Technology innovations will continue to impact us in unstoppable waves of developmental destination. We will precognize and plan as well as we can for potential new realities or we will be caught unaware and unprepared. If the developmental record of 20th century computing continues for only another 30 years, we will rapidly and permanently move to a different world. Are we prepared to react in ways that will make that world a good one?

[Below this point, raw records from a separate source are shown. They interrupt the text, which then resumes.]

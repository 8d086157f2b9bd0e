//! Ingest command implementation.

use super::{format_size, get_database, get_paths};
use anyhow::{Context, Result};
use colored::Colorize;
use indicatif::{ProgressBar, ProgressStyle};
use lectern_config::Config;
use lectern_core::{BatchContext, MediaKind};
use lectern_ingest::{BatchOutcome, FileFailure, FileState, IngestError, Pipeline, Providers, UploadedFile};
use std::path::{Path, PathBuf};

/// Flags of `lectern ingest`.
#[derive(Debug, Clone, Default)]
pub struct IngestOptions {
    pub subject: Option<String>,
    pub course: Option<String>,
    pub dry_run: bool,
    pub store: bool,
    pub json: bool,
}

impl IngestOptions {
    fn context(&self) -> BatchContext {
        BatchContext {
            subject: self.subject.clone(),
            course: self.course.clone(),
        }
    }
}

fn is_hidden(path: &Path) -> bool {
    path.file_name()
        .and_then(|n| n.to_str())
        .map(|n| n.starts_with('.'))
        .unwrap_or(false)
}

fn classify(path: &Path) -> MediaKind {
    let name = path.file_name().and_then(|n| n.to_str()).unwrap_or_default();
    MediaKind::classify(name, None)
}

/// Expand the given paths into the files of one batch.
///
/// Files named explicitly are always kept so unsupported ones show up in the
/// failure report. Directories contribute only supported, non-hidden files.
fn collect_files(paths: &[PathBuf]) -> Result<Vec<PathBuf>> {
    let mut files = Vec::new();

    for path in paths {
        if !path.exists() {
            anyhow::bail!("Path does not exist: {}", path.display());
        }
        if path.is_file() {
            files.push(path.clone());
            continue;
        }

        let mut found: Vec<PathBuf> = walkdir::WalkDir::new(path)
            .follow_links(true)
            .into_iter()
            .filter_entry(|e| e.depth() == 0 || !is_hidden(e.path()))
            .filter_map(|e| e.ok())
            .filter(|e| e.path().is_file())
            .map(|e| e.into_path())
            .filter(|p| classify(p) != MediaKind::Unsupported)
            .collect();
        found.sort();
        files.extend(found);
    }

    files.dedup();
    Ok(files)
}

pub fn run(paths: &[PathBuf], options: IngestOptions) -> Result<()> {
    let files = collect_files(paths)?;

    if files.is_empty() {
        println!("{}", "No supported files found.".yellow());
        return Ok(());
    }

    if options.dry_run {
        println!("Found {} files", files.len());
        for path in &files {
            let size = std::fs::metadata(path).map(|m| m.len()).unwrap_or(0);
            println!("  {} [{}] {}", path.display(), classify(path), format_size(size).dimmed());
        }
        println!("\n{}", "Dry run - no files were ingested.".cyan());
        return Ok(());
    }

    let app_paths = get_paths()?;
    let config = Config::load_from(&app_paths.config_file).context("Failed to load config")?;
    let db = if options.store { Some(get_database()?) } else { None };

    let uploads = files
        .iter()
        .map(|path| UploadedFile::read(path).with_context(|| format!("Failed to read {}", path.display())))
        .collect::<Result<Vec<_>>>()?;

    let providers = Providers::from_config(&config).context("Failed to set up providers")?;
    let scratch_root = config.scratch_root(&app_paths);
    let pipeline = Pipeline::new(config, scratch_root, providers);
    let context = options.context();

    let pb = ProgressBar::new_spinner();
    pb.set_style(ProgressStyle::default_spinner().template("{spinner:.green} [{elapsed_precise}] {msg}")?);
    pb.set_message(format!("Ingesting {} files", uploads.len()));
    pb.enable_steady_tick(std::time::Duration::from_millis(100));

    let rt = tokio::runtime::Runtime::new()?;
    let result = rt.block_on(async {
        match &db {
            Some(db) => pipeline.ingest_into(uploads, &context, db).await,
            None => pipeline.ingest(uploads, &context).await,
        }
    });
    pb.finish_and_clear();

    let outcome = match result {
        Ok(outcome) => outcome,
        Err(IngestError::NothingIngested { failures }) => {
            print_failures(&failures);
            anyhow::bail!("No file in the batch could be ingested");
        }
        Err(e) => return Err(e.into()),
    };

    if options.json {
        println!("{}", serde_json::to_string_pretty(&outcome)?);
    } else {
        print_outcome(&outcome, options.store);
    }

    Ok(())
}

fn print_outcome(outcome: &BatchOutcome, stored: bool) {
    println!("{} {}", "Batch".cyan().bold(), outcome.batch_id.dimmed());
    for file in &outcome.files {
        let marker = match file.state {
            FileState::Done => "✓".green(),
            _ => "✗".red(),
        };
        println!(
            "  {} {} [{}] {} units",
            marker,
            file.source.name,
            file.kind,
            file.units
        );
    }

    print_failures(&outcome.failures);

    let elapsed = outcome.finished_at - outcome.started_at;
    println!();
    println!(
        "{} {} units from {} files in {:.1}s",
        if stored { "Stored:" } else { "Produced:" }.green().bold(),
        outcome.units.len(),
        outcome.succeeded().count(),
        elapsed.num_milliseconds() as f64 / 1000.0
    );
    let failed = outcome.files.iter().filter(|f| f.state == FileState::Failed).count();
    if failed > 0 {
        println!("{} {} files", "Failed:".red().bold(), failed);
    }
}

fn print_failures(failures: &[FileFailure]) {
    if failures.is_empty() {
        return;
    }
    println!();
    println!("{}", "Failures".white().bold());
    for failure in failures {
        let path = failure
            .path
            .map(|p| format!(" ({})", p.as_str()))
            .unwrap_or_default();
        println!(
            "  {} {}{} [{}] {}",
            "✗".red(),
            failure.file_name,
            path,
            failure.kind,
            failure.message.dimmed()
        );
    }
}

#[cfg(test)]
mod tests {
    use super::*;

    #[test]
    fn test_collect_files() {
        let dir = tempfile::tempdir().unwrap();
        let root = dir.path();
        std::fs::create_dir_all(root.join("week1")).unwrap();
        std::fs::create_dir_all(root.join(".cache")).unwrap();
        std::fs::write(root.join("week1/notes.md"), "# Notes").unwrap();
        std::fs::write(root.join("week1/slides.pdf"), b"%PDF").unwrap();
        std::fs::write(root.join("week1/archive.bin"), b"\0").unwrap();
        std::fs::write(root.join(".cache/hidden.md"), "x").unwrap();
        std::fs::write(root.join(".secret.txt"), "x").unwrap();

        let files = collect_files(&[root.to_path_buf()]).unwrap();
        let names: Vec<String> = files
            .iter()
            .map(|p| p.strip_prefix(root).unwrap().to_string_lossy().to_string())
            .collect();
        assert_eq!(names, vec!["week1/notes.md", "week1/slides.pdf"]);
    }

    #[test]
    fn test_explicit_files_are_kept() {
        let dir = tempfile::tempdir().unwrap();
        let file = dir.path().join("archive.bin");
        std::fs::write(&file, b"\0").unwrap();

        let files = collect_files(&[file.clone(), file.clone()]).unwrap();
        assert_eq!(files, vec![file]);
    }

    #[test]
    fn test_missing_path() {
        let result = collect_files(&[PathBuf::from("/nonexistent/lecture.pdf")]);
        assert!(result.is_err());
    }

    #[test]
    fn test_batch_context() {
        let options = IngestOptions {
            subject: Some("Programming".into()),
            ..Default::default()
        };
        let ctx = options.context();
        assert_eq!(ctx.subject.as_deref(), Some("Programming"));
        assert!(ctx.course.is_none());
    }
}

This site is all about the contemplation of the future; on this page, we share a collection of statements about the future.
Quotes about the future
“If one does not know to which port one is sailing, no wind is favorable.” – Seneca, Roman philosopher, 3 BC-65 AD
“Change is the law of life, and those who look only to the past or present are certain to miss the future.” – John F. Kennedy, US politician, 1963
“Our moral responsibility is not to stop the future but to shape it… to channel our destiny in humane directions and to try to ease the trauma of transition.” – Alvin Toffler, futurist
“Nothing we can do can change the past but everything we do changes the future.” – Ashleigh Brilliant, US artist
“The empires of the future will be the empires of the mind.” – Winston Churchill, UK leader, writer
“The future is ours to shape. We are in a race that we need to win. It’s a race between the growing power of the technology and the growing wisdom we need to manage it.” – Max Tegmark, MIT physicist, 2015
“In a time of drastic change it is the learners who inherit the future; the learned usually find themselves equipped to live in a world that no longer exists.” – Eric Hoffer, US writer
“Somewhere, there is something incredible waiting to be known.” – Carl Sagan, physicist
“The future for tomorrow belongs only to the people who prepare for it today.” – Malcolm X, 1964
“It is the business of the future to be dangerous… the major advances in civilization are processes that all but wreck the societies in which they occur.” – Alfred North Whitehead, UK philosopher and mathematician, 1925
“We tend to overestimate the effect of a technology in the short run and underestimate the effect in the long run.” – Roy Amara, leader at the Institute for the Future, a think tank
“We are to guard against ourselves; not against ourselves as we are, but as we truly may be; for who can imagine what we may become under circumstances not now imaginable.” – Thomas Jefferson, 1822
“Compulsive perfectionism polishes the past when bold new skills are needed to unlock the future.” – Dag Hammarskjold, Swedish statesman
“Discovering which technologies hold the greatest promise and preferentially advancing those in a beneficial manner, while regulating and delaying destabilizing ones, is the essence of our individual and social choice.” – Part of the mission statement of the Acceleration Studies Foundation, led by John Smart, 2005
“Humankind cannot solve its problems from the same place of consciousness in which we created them. A new place of consciouness is required.” – Albert Einstein
“The emergence in the early 21st century of a new form of intelligence on Earth that can compete with, and ultimately significantly exceed, human intelligence will be a development of greater import than any of the events that have shaped human history. It will be no less important than the creation of the intelligence that created it, and will have profound implications for all aspects of human endeavor, including the nature of work, human learning, government, warfare, the arts, and our concept of ourselves. – Ray Kurzweil, scientist and futurist, “The Age of Spiritual Machines,” 1998
“In the end, what will shape the future is a creative potential that inheres in the new technologies.” – Ithiel de Sola Pool, “The Human Use of Human Ideas,” 1983
“I am interested in… teleological evolution, evolution with a purpose. The idea of evolution by design, designing the future, anticipating the future. I think of the need for more wisdom in the world to deal with the knowledge we have. At one time we had wisdom but little knowledge. Now we have a great deal of knowledge, but do we have wisdom to deal with that knowledge?” – Jonas Salk, 1991
“The future is already here – it’s just unevenly distributed.” – William Gibson, author and futurist, a statement he repeated throughout the 1990s
“What makes the future different from the past is the choice that the participants are obliged (and privileged) to exercise on the basis of their imperfect understanding.” – George Soros, founder of the Open Society group
“Without expectations, there’s no future, only an endless present.” – François Jacob, Nobel Prize winner
“Law XLC: One should expect that the expected can be prevented, but the unexpected should have been expected.” – Norman R. Augustine, “Augustine’s Laws”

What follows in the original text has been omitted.